Notes de l'isba (22)
Délire d'époque. - Ceux qui ont été intéressés, comme je l'ai été un temps, par le talent déjanté de Maurice G. Dantec, oscillant entre le polar "métaphysique", avec Les Racines du mal, et la science-fiction "politique" rebrassant la contre-culture populaire des sixties dans une nouvelle esthétique de post-punk, avec Babylon Babies, ne seront pas trop étonnés par les dernières tribulations de l'imprécateur néo-réactionnaire "exilé" au Québec, qui vient de se brouiller à mort avec le dernier éditeur acceptant de le suivre au bout de ses délire paranoïdes, en la personne de David Kersan.
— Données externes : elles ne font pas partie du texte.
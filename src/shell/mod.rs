//! Line-oriented calculator session.
//!
//! A [`Session`] asks for the five pricing inputs one prompt at a time,
//! prices the call and prints the result block, then offers another
//! calculation until the user answers `no` or the input stream ends.
//! Reader and writer are generic so the whole dialogue can be driven from
//! memory in tests.

pub mod format;

use std::io::{self, BufRead, Write};

use tracing::{info, warn};

use crate::config::CalculatorConfig;
use crate::error::ShellError;
use crate::models::bs::{BlackScholesCall, CallInputs, CallQuote};
use crate::models::normal::CdfProvider;

pub use format::{format_inputs, format_quote, MODEL_DESCRIPTION};

pub const HEADER: &str = "Black-Scholes Call Option Price Calculator";
pub const AGAIN_PROMPT: &str = "\nWould you like to calculate another option? (yes/no): ";
pub const PARSE_ERROR_MESSAGE: &str = "Error: Please enter valid numerical values";
pub const GOODBYE: &str = "Thank you for using the calculator!";

const SPOT_PROMPT: &str = "Spot Price of the underlying asset (S): ";
const STRIKE_PROMPT: &str = "Strike Price of the option (K): ";
const EXPIRY_PROMPT: &str = "Time to expiration in years (T): ";
const RATE_PROMPT: &str = "Risk-free interest rate (r) as decimal (e.g., 0.05 for 5%): ";
const VOL_PROMPT: &str = "Volatility (σ) as decimal (e.g., 0.2 for 20%): ";

/// Interactive pricing session over any line reader and writer
pub struct Session<R, W> {
    reader: R,
    writer: W,
    config: CalculatorConfig,
    pricer: BlackScholesCall<CdfProvider>,
}

impl<R: BufRead, W: Write> Session<R, W> {
    pub fn new(reader: R, writer: W, config: CalculatorConfig) -> Self {
        let pricer = BlackScholesCall::new(config.cdf);
        Self {
            reader,
            writer,
            config,
            pricer,
        }
    }

    pub fn config(&self) -> &CalculatorConfig {
        &self.config
    }

    /// Consume the session and hand back the writer, e.g. to inspect output.
    pub fn into_writer(self) -> W {
        self.writer
    }

    /// Write `text` without a newline and read one answer.
    ///
    /// Returns `None` once the input is exhausted.
    fn prompt(&mut self, text: &str) -> io::Result<Option<String>> {
        write!(self.writer, "{}", text)?;
        self.writer.flush()?;

        let mut line = String::new();
        if self.reader.read_line(&mut line)? == 0 {
            return Ok(None);
        }
        Ok(Some(line.trim().to_string()))
    }

    fn read_value(
        &mut self,
        field: &'static str,
        text: &str,
        default: f64,
        min: f64,
    ) -> Result<f64, ShellError> {
        let answer = self.prompt(text)?.ok_or_else(|| {
            ShellError::Io(io::Error::new(
                io::ErrorKind::UnexpectedEof,
                "input closed while reading values",
            ))
        })?;

        let value = if answer.is_empty() && self.config.accept_blank {
            default
        } else {
            answer.parse::<f64>().map_err(|_| ShellError::Parse {
                field,
                input: answer.clone(),
            })?
        };

        if self.config.limits.enforce && value < min {
            return Err(ShellError::BelowLimit { field, min, value });
        }
        Ok(value)
    }

    /// Prompt for spot, strike, expiry, rate and volatility, in that order.
    pub fn read_inputs(&mut self) -> Result<CallInputs, ShellError> {
        let defaults = self.config.defaults;
        let limits = self.config.limits;

        let spot = self.read_value("spot", SPOT_PROMPT, defaults.spot, limits.min_spot)?;
        let strike = self.read_value("strike", STRIKE_PROMPT, defaults.strike, limits.min_strike)?;
        let years_to_exp = self.read_value(
            "time to expiration",
            EXPIRY_PROMPT,
            defaults.years_to_exp,
            limits.min_years_to_exp,
        )?;
        let rate = self.read_value("rate", RATE_PROMPT, defaults.rate, limits.min_rate)?;
        let volatility = self.read_value(
            "volatility",
            VOL_PROMPT,
            defaults.volatility,
            limits.min_volatility,
        )?;

        Ok(CallInputs::new(spot, strike, years_to_exp, rate, volatility))
    }

    /// One full calculation: header, prompts, result block.
    ///
    /// Bad answers and rejected inputs are reported to the user and yield
    /// `Ok(None)`; only terminal I/O failures are returned as errors.
    pub fn run_once(&mut self) -> Result<Option<CallQuote>, ShellError> {
        writeln!(self.writer, "{}", HEADER)?;
        writeln!(
            self.writer,
            "Please enter the following values one at a time:"
        )?;

        let outcome = self.read_inputs().and_then(|inputs| {
            let quote = self.pricer.price(&inputs)?;
            Ok((inputs, quote))
        });

        match outcome {
            Ok((inputs, quote)) => {
                let text = format_quote(&quote, &self.config.display);
                write!(self.writer, "{}", text)?;
                if self.config.display.echo_inputs {
                    write!(self.writer, "{}", format_inputs(&inputs))?;
                }
                Ok(Some(quote))
            }
            Err(ShellError::Io(e)) => Err(ShellError::Io(e)),
            Err(e @ ShellError::Parse { .. }) => {
                warn!(error = %e, "rejected answer");
                writeln!(self.writer, "{}", PARSE_ERROR_MESSAGE)?;
                Ok(None)
            }
            Err(e) => {
                warn!(error = %e, "rejected inputs");
                writeln!(self.writer, "Error: {}", e)?;
                Ok(None)
            }
        }
    }

    /// Run calculations until the user declines another one.
    ///
    /// Returns the number of successful quotes. Closing the input ends the
    /// session quietly.
    pub fn run(&mut self) -> Result<usize, ShellError> {
        let mut priced = 0;

        match self.run_once() {
            Ok(Some(_)) => priced += 1,
            Ok(None) => {}
            Err(ShellError::Io(e)) if e.kind() == io::ErrorKind::UnexpectedEof => {
                return Ok(priced)
            }
            Err(e) => return Err(e),
        }

        loop {
            let answer = match self.prompt(AGAIN_PROMPT)? {
                Some(answer) => answer.to_lowercase(),
                None => break,
            };

            match answer.as_str() {
                "yes" => {
                    writeln!(self.writer, "\n{}\n", "-".repeat(50))?;
                    match self.run_once() {
                        Ok(Some(_)) => priced += 1,
                        Ok(None) => {}
                        Err(ShellError::Io(e)) if e.kind() == io::ErrorKind::UnexpectedEof => {
                            break
                        }
                        Err(e) => return Err(e),
                    }
                }
                "no" => {
                    writeln!(self.writer, "{}", GOODBYE)?;
                    break;
                }
                _ => writeln!(self.writer, "Please enter 'yes' or 'no'")?,
            }
        }

        info!(priced, "session finished");
        Ok(priced)
    }
}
De fait, il fallait être bien naïf, crédule ou niais pour croire sérieusement à l'évolution positive de ce mégalomane drogué jusqu'aux moelles et ne citant pas moins les Pères de l'Eglise, revendiqués sur le tard, comme autant de gourous rencontrés, une génération plus tôt, sur la route de Katmandou. On a taxé Dantec de fascisme et, plus récemment, d'islamophobie galopante, mais trop souvent sans lire ses livres, sur la seule base de ses interventions sur les estrades, le plus souvent grotesques. Or mon esprit de contradiction, et plus encore ma curiosité, m'ont porté à lire bien attentivement quelques-uns de ses romans, dont principalement Cosmos incorpoated et Grande Jonction, qui m'ont impressionné par leur souffle et leurs visions à la Philip K. Dick, également marqués par la critique contre-utopique d'un Ballard. Par la suite, après divers aléas sans doute liés à l'insuccès des derniers livres du présumé génie, la parution d'un petit roman renouant de manière accrocheuse avec les standards antérieurs de l'auteur (mixte de thriller et de road-novel à la Sailor et Lula), intitulé Comme le fantôme d'un jazzman dans la station Mir en déroute, incitait le lecteur lucide à conclure à la régression grave, laissant tout craindre de la suite.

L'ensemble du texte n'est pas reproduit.